What needs to be done: Gather all lines in the records below that include the word "updated".

Information supplied:
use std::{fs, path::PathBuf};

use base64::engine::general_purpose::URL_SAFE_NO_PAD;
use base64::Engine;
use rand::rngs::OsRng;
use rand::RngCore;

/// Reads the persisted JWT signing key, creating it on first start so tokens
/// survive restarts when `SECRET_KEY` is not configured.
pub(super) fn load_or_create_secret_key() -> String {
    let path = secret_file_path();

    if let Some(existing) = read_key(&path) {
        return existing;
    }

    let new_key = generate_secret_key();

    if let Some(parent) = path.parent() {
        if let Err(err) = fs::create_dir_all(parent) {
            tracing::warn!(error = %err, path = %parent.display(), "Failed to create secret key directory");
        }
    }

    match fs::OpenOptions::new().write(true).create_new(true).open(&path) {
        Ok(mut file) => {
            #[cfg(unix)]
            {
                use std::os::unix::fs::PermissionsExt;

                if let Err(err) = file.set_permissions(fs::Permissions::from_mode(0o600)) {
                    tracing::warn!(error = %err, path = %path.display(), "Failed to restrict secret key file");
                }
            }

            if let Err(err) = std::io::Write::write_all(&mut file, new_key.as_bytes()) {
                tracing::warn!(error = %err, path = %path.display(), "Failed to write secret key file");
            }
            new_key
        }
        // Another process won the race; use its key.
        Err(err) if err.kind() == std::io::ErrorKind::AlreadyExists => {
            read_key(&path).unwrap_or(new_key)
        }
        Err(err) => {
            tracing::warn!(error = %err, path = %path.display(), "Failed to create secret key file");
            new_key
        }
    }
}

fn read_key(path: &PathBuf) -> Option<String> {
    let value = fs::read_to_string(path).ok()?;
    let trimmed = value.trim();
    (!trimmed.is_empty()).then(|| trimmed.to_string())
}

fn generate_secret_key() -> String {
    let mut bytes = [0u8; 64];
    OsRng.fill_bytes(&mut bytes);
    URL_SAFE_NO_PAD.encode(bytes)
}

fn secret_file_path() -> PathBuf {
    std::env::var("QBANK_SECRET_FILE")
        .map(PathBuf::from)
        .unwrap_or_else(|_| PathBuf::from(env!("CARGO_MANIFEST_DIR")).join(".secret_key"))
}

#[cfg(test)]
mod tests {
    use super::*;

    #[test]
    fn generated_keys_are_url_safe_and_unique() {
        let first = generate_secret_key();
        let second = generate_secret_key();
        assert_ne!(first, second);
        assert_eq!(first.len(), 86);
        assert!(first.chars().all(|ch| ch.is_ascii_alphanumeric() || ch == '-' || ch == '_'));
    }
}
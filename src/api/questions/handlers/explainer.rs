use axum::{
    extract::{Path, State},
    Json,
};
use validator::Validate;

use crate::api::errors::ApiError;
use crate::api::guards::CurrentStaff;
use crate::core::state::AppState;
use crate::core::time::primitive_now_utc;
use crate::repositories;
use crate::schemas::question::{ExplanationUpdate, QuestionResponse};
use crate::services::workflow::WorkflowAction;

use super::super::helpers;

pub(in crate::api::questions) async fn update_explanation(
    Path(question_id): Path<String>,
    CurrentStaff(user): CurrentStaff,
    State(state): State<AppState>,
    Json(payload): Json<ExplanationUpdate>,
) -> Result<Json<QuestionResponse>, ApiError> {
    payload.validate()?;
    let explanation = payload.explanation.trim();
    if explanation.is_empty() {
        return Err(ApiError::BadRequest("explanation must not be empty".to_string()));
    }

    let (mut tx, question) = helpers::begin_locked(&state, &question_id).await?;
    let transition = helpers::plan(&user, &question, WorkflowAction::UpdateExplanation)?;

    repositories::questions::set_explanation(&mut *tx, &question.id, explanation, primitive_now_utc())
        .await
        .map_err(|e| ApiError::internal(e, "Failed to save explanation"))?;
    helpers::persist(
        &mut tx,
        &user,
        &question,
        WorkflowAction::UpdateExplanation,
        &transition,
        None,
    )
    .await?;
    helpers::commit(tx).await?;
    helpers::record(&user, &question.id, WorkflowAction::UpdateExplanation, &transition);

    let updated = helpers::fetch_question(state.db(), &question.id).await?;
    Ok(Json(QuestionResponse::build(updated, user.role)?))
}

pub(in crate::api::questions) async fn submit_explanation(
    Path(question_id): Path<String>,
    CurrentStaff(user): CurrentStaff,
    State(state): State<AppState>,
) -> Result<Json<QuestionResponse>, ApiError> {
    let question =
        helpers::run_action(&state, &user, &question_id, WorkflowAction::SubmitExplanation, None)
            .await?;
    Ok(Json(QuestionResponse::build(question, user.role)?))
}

--

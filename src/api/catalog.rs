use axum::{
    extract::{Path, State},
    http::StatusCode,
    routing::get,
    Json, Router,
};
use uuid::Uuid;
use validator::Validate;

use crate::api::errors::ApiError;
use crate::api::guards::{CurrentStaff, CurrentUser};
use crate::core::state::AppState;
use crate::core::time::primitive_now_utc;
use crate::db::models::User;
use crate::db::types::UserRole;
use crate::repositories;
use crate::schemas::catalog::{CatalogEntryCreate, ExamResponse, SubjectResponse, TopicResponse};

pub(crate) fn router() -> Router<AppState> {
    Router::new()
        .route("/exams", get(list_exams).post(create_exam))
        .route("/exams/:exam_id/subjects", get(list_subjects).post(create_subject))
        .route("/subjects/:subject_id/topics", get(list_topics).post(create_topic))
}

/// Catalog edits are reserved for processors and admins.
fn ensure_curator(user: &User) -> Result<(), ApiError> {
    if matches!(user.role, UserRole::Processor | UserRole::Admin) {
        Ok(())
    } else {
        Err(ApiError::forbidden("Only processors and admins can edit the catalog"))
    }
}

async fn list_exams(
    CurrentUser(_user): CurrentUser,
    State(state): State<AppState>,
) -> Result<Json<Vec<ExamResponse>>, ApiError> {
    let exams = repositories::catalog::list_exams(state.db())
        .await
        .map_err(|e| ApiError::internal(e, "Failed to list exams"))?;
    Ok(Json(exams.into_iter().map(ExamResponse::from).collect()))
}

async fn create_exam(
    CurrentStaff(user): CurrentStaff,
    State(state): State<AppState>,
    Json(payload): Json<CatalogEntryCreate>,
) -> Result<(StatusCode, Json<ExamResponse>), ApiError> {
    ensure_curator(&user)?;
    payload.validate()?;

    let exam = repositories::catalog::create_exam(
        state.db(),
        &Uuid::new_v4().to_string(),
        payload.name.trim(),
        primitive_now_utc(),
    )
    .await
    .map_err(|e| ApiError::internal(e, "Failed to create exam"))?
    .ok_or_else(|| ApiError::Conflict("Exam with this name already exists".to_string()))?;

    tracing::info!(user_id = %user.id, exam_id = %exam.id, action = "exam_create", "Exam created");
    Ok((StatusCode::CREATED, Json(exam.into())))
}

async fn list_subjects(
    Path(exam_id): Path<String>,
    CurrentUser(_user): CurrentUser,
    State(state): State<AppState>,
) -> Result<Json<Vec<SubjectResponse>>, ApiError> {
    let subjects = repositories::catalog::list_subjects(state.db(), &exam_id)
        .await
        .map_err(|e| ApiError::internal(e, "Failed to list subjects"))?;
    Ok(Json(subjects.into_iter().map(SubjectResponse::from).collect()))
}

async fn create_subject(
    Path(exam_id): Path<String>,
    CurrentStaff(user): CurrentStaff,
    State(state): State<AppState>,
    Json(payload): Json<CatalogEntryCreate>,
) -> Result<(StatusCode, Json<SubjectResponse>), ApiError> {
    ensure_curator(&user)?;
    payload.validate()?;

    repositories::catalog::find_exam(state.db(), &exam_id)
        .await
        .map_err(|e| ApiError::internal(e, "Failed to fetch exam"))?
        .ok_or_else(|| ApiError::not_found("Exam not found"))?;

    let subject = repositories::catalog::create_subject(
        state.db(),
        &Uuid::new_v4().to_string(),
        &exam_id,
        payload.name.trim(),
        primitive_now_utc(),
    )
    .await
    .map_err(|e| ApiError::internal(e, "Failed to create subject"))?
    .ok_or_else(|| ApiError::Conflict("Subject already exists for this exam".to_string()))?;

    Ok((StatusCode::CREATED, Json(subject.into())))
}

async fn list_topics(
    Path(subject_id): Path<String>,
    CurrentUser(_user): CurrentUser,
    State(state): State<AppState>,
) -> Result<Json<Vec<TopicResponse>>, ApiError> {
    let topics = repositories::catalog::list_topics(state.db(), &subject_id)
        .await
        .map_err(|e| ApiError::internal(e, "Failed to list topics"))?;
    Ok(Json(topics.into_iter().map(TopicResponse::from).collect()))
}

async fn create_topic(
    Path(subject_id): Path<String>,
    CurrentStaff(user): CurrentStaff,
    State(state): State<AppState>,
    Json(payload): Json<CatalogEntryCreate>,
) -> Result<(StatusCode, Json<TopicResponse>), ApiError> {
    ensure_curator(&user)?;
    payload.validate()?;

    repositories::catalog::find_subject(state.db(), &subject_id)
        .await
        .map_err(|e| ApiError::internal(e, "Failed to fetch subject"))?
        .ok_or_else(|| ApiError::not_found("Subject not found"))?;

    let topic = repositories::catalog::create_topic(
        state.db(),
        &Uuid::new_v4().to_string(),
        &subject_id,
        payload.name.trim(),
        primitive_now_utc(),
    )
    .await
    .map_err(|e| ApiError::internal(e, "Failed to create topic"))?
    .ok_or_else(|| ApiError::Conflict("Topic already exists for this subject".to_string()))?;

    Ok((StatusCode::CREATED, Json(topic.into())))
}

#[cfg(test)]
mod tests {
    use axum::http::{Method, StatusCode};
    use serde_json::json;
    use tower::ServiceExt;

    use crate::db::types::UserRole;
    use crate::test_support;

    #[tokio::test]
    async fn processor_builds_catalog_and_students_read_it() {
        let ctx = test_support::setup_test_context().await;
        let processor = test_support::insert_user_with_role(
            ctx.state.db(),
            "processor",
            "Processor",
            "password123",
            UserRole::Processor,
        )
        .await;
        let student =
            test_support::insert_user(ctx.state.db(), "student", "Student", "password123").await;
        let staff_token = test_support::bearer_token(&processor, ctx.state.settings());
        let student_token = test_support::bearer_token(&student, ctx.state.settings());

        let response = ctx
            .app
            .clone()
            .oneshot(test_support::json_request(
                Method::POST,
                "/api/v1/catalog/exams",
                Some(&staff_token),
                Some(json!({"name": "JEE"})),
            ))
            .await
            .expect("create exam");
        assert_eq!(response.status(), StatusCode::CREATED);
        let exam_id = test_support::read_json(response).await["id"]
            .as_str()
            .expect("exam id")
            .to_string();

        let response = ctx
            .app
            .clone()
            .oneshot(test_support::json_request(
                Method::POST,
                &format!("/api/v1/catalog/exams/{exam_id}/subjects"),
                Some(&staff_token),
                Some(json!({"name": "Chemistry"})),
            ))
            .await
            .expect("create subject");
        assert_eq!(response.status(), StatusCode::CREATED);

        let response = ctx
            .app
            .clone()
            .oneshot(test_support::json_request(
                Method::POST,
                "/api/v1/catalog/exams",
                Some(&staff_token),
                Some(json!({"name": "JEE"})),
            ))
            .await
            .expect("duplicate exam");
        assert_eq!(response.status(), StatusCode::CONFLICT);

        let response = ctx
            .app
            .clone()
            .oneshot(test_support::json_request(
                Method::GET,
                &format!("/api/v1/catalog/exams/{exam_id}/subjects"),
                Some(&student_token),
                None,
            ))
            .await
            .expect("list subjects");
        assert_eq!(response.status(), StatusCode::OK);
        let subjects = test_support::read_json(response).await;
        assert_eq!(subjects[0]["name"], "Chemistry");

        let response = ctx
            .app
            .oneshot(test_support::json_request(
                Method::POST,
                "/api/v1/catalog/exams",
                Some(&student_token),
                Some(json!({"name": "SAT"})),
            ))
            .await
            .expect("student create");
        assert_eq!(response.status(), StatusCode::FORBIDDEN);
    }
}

Problem solution:
    let updated = helpers::fetch_question(state.db(), &question.id).await?;
    Ok(Json(QuestionResponse::build(updated, user.role)?))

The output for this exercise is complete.